-- Your objective --
Among the entries below, find the lines with "TaskUpdate" and copy them.

-- Supplied information --
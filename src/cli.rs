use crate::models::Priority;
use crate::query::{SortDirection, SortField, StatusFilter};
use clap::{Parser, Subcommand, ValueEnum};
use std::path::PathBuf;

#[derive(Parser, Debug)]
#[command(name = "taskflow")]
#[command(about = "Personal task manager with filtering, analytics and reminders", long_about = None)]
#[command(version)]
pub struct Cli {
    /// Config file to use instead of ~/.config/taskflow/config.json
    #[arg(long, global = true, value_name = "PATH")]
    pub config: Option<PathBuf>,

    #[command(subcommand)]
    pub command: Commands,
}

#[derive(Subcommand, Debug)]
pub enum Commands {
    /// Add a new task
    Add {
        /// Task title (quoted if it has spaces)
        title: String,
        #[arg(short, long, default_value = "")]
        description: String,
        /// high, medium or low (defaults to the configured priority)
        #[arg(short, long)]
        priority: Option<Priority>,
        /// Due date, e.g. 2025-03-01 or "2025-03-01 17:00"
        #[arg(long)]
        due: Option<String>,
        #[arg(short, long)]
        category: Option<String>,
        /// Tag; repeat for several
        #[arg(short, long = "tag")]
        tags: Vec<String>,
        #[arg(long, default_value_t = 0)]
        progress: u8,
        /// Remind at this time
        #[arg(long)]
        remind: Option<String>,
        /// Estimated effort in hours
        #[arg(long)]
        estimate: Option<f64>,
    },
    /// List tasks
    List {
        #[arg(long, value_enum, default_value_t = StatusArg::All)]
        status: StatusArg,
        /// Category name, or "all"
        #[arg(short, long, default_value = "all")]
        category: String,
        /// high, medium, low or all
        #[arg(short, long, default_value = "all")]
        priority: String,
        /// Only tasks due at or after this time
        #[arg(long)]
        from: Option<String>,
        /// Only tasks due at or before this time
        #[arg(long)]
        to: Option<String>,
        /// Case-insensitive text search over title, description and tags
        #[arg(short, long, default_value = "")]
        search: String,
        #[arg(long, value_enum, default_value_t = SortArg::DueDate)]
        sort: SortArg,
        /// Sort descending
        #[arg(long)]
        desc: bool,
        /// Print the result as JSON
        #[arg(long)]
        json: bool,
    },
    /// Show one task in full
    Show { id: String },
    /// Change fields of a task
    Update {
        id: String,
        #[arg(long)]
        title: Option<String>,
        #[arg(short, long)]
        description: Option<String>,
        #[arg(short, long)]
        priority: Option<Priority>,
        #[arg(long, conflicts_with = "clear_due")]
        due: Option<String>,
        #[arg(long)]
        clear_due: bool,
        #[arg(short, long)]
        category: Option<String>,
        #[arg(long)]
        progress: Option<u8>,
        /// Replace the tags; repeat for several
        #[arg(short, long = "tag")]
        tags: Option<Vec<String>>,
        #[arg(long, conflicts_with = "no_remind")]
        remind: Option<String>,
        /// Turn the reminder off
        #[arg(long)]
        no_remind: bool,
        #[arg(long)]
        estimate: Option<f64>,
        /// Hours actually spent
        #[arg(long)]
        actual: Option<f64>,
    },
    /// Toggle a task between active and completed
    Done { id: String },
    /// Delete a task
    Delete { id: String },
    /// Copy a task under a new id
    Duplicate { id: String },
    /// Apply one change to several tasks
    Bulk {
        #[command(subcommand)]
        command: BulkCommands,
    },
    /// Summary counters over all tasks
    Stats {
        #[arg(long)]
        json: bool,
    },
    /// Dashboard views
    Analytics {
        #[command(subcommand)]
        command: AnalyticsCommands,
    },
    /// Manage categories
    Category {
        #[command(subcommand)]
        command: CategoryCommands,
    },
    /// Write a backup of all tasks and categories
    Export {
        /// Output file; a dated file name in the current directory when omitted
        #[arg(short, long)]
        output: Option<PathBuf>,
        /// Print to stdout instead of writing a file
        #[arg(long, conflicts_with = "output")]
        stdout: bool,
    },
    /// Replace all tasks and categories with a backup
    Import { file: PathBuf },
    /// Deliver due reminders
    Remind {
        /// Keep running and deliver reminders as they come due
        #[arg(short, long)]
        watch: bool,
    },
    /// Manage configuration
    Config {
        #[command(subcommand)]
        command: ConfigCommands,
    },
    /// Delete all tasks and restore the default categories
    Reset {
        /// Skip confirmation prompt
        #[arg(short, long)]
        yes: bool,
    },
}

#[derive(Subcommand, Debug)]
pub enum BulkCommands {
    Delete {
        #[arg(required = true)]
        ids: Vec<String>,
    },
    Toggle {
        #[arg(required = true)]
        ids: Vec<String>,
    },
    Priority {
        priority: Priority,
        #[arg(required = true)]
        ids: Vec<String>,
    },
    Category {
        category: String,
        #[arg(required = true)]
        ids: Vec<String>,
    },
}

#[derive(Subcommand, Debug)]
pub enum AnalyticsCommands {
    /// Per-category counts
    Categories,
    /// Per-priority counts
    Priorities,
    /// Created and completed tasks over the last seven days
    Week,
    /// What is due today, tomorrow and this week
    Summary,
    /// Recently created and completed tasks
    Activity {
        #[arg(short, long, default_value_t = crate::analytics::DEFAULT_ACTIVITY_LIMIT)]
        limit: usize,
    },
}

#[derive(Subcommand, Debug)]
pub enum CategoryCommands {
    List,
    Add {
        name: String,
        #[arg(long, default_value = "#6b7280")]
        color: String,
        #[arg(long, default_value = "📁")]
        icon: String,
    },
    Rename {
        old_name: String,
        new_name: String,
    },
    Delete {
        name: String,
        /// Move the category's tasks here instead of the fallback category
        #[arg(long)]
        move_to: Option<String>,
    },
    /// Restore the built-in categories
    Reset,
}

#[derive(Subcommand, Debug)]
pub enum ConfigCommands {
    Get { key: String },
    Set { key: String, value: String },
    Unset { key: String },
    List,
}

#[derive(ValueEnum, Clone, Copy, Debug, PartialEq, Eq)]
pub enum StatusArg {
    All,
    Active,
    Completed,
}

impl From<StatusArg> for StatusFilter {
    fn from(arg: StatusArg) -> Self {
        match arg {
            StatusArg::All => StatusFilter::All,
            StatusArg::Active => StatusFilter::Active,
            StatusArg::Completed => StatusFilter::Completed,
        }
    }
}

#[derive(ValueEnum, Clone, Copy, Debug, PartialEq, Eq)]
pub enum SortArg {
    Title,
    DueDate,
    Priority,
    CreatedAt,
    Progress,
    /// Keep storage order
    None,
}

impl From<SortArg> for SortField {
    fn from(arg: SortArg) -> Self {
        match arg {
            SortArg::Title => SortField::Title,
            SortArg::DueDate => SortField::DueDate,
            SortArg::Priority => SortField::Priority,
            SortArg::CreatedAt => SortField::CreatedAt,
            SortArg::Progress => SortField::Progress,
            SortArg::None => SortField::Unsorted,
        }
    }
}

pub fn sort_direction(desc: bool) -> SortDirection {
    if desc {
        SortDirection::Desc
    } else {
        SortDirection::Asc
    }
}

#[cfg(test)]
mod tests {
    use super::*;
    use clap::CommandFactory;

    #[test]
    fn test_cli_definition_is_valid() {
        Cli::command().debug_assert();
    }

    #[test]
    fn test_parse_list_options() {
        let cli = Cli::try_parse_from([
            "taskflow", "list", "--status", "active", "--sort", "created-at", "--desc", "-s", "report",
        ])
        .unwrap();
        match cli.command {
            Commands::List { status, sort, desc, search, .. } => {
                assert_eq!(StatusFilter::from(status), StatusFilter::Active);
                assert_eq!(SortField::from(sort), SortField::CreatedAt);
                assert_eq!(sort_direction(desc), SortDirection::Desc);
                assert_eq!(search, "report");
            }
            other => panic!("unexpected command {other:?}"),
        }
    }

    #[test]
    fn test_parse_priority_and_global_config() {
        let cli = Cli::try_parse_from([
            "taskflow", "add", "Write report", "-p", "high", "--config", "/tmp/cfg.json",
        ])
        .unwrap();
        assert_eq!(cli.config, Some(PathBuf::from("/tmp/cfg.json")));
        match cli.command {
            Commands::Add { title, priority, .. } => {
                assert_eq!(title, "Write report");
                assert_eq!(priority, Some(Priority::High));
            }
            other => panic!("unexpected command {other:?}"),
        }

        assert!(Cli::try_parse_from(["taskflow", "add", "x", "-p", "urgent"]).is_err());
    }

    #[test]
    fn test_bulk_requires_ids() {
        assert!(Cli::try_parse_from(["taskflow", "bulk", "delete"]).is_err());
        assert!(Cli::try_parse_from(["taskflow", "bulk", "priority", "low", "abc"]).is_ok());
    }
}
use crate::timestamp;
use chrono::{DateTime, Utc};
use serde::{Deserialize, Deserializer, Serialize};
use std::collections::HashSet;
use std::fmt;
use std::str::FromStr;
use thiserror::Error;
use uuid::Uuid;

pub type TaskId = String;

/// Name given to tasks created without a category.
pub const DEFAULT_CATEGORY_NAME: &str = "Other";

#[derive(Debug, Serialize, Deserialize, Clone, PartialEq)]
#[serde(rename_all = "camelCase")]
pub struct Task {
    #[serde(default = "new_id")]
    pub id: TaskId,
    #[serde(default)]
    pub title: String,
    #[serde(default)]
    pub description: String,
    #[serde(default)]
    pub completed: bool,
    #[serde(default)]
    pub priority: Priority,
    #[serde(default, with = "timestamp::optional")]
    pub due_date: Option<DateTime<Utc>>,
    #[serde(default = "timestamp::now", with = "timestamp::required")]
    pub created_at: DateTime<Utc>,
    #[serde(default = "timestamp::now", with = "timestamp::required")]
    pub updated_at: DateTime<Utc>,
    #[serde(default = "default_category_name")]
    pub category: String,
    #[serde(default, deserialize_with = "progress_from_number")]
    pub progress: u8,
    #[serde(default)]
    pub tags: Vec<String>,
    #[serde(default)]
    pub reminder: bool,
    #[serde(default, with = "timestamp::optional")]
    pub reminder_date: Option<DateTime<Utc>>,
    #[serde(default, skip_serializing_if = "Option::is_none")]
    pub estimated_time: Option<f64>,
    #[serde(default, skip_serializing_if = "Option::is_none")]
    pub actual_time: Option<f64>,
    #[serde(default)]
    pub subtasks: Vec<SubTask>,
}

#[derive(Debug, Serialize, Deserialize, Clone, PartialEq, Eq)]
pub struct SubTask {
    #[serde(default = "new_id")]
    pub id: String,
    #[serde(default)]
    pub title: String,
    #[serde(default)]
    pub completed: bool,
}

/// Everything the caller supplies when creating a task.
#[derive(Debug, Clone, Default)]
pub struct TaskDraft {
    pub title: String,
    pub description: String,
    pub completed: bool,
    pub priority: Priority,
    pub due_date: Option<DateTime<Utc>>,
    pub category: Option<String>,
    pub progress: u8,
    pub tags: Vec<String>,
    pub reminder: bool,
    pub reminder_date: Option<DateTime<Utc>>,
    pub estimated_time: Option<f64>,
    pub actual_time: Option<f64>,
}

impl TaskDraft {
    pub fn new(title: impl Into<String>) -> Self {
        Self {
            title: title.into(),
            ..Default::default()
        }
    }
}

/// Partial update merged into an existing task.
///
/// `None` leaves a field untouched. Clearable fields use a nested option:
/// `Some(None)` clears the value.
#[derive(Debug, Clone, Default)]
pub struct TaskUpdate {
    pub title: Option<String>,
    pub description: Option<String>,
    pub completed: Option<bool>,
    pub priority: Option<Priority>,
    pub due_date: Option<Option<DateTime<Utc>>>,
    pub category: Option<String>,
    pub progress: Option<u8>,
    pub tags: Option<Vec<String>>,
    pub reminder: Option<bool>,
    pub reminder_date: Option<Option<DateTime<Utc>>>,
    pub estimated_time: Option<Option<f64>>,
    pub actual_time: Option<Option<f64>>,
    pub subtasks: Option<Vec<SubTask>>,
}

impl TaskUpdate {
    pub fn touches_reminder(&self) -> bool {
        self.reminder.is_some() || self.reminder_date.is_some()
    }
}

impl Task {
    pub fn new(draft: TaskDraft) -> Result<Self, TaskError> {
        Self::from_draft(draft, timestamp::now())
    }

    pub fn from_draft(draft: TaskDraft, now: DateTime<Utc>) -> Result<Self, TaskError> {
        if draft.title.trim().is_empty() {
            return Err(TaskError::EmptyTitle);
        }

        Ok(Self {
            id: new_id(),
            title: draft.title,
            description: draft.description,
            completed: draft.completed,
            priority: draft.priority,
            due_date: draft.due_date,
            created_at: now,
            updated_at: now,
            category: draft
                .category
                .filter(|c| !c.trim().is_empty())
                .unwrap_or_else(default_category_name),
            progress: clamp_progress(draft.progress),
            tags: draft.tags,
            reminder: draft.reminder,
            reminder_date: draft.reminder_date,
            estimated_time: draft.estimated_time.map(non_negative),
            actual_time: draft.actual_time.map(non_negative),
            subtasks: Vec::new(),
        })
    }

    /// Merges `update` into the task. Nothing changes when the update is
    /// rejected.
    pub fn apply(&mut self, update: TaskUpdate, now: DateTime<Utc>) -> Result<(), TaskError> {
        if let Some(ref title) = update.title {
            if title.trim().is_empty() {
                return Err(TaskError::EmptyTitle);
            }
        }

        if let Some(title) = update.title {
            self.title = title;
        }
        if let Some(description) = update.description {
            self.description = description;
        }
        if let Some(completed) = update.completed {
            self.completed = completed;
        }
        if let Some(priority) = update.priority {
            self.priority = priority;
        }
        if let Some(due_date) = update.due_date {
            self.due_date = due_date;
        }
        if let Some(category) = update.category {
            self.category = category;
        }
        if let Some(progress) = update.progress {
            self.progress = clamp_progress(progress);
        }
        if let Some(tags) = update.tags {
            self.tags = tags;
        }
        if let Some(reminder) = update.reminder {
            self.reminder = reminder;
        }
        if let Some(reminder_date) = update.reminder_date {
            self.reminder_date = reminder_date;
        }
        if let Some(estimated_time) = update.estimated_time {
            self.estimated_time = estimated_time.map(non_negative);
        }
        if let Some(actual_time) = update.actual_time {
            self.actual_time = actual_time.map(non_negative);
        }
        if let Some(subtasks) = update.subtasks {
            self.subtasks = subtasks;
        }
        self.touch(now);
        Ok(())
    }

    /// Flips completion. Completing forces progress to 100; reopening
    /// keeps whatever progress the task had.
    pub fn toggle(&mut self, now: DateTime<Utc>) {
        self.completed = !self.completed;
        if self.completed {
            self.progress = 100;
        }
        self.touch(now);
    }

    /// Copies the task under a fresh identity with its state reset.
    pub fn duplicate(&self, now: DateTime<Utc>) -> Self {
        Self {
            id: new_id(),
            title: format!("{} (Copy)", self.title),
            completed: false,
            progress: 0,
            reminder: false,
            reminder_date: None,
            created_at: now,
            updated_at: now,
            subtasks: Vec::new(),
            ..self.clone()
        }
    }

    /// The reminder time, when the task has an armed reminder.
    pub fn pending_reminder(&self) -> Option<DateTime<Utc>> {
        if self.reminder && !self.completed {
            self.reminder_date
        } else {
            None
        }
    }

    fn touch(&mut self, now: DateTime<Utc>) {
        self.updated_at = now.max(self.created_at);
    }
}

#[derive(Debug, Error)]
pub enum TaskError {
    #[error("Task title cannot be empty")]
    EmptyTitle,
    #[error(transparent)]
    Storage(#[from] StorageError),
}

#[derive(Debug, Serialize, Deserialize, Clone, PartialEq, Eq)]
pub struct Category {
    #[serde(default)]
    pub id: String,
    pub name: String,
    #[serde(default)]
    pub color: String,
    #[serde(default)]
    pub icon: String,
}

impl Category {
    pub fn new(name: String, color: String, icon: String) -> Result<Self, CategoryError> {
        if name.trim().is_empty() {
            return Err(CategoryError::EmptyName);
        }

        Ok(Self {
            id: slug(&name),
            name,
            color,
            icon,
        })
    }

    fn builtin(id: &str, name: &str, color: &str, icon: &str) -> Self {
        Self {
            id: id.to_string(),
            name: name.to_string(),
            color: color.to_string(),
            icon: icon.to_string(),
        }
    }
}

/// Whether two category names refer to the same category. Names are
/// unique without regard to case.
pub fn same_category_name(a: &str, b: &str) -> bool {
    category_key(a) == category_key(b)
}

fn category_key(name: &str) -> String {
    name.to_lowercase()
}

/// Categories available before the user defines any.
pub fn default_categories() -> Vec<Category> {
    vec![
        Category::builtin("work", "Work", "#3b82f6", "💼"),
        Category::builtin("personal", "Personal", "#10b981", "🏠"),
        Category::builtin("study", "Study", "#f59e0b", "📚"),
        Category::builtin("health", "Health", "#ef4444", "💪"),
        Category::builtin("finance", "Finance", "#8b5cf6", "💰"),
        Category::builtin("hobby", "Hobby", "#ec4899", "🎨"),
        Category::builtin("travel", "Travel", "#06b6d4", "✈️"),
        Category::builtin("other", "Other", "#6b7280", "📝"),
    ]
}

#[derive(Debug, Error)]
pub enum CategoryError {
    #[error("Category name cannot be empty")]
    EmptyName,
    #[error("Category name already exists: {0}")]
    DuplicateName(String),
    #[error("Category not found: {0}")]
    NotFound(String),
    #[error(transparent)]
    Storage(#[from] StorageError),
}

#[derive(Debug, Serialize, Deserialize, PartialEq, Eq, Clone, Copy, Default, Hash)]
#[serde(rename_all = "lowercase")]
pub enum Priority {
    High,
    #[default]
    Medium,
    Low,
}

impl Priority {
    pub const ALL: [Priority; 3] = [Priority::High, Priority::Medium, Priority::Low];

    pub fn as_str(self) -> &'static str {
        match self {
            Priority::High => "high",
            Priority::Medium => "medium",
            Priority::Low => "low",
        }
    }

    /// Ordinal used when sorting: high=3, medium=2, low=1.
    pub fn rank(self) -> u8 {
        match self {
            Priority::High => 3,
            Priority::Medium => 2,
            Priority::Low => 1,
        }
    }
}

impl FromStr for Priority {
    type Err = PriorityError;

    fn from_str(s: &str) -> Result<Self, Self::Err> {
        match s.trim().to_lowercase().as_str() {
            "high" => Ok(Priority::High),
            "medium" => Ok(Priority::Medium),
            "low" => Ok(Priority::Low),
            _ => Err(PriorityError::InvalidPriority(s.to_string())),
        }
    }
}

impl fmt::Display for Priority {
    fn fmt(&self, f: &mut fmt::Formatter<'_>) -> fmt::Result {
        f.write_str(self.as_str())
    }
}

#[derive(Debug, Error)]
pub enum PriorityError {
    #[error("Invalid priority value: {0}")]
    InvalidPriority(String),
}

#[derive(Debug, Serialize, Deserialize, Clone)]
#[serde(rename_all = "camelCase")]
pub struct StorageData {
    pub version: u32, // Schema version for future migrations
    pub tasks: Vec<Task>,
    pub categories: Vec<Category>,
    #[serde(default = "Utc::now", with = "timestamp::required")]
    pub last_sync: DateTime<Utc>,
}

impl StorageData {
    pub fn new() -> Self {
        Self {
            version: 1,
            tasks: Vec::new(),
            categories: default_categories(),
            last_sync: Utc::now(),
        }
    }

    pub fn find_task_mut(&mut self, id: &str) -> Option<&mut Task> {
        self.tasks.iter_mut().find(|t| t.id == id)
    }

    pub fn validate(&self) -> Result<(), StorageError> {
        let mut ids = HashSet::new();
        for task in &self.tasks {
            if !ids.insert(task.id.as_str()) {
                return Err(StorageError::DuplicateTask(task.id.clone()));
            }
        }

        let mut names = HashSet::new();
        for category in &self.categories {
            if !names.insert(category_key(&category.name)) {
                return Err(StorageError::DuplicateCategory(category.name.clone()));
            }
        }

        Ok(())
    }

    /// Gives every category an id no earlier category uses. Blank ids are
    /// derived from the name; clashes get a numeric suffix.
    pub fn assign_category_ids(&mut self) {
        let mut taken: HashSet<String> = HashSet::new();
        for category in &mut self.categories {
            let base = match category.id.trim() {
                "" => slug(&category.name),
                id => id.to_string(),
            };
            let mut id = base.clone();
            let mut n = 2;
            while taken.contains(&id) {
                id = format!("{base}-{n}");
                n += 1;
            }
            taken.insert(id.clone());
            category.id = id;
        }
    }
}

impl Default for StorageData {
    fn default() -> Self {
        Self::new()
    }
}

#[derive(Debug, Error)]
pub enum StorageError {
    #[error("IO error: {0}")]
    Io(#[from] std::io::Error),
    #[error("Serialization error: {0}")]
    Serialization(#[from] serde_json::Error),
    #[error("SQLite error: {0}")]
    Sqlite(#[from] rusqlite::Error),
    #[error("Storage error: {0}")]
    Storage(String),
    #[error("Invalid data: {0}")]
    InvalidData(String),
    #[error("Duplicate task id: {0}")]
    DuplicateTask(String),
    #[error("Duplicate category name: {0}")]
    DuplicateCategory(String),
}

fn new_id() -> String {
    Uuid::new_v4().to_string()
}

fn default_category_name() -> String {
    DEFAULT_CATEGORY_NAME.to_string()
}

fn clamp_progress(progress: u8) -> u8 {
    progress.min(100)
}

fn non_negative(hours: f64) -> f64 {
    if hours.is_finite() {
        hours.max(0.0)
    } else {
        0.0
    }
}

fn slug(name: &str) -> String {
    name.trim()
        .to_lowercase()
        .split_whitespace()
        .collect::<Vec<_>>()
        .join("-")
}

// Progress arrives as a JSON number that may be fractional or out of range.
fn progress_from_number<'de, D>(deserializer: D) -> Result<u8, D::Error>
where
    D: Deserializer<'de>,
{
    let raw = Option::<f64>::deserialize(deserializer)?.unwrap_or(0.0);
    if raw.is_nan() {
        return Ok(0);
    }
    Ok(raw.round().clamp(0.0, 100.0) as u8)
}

-- Worked solution --
pub struct TaskUpdate {
impl TaskUpdate {
    pub fn apply(&mut self, update: TaskUpdate, now: DateTime<Utc>) -> Result<(), TaskError> {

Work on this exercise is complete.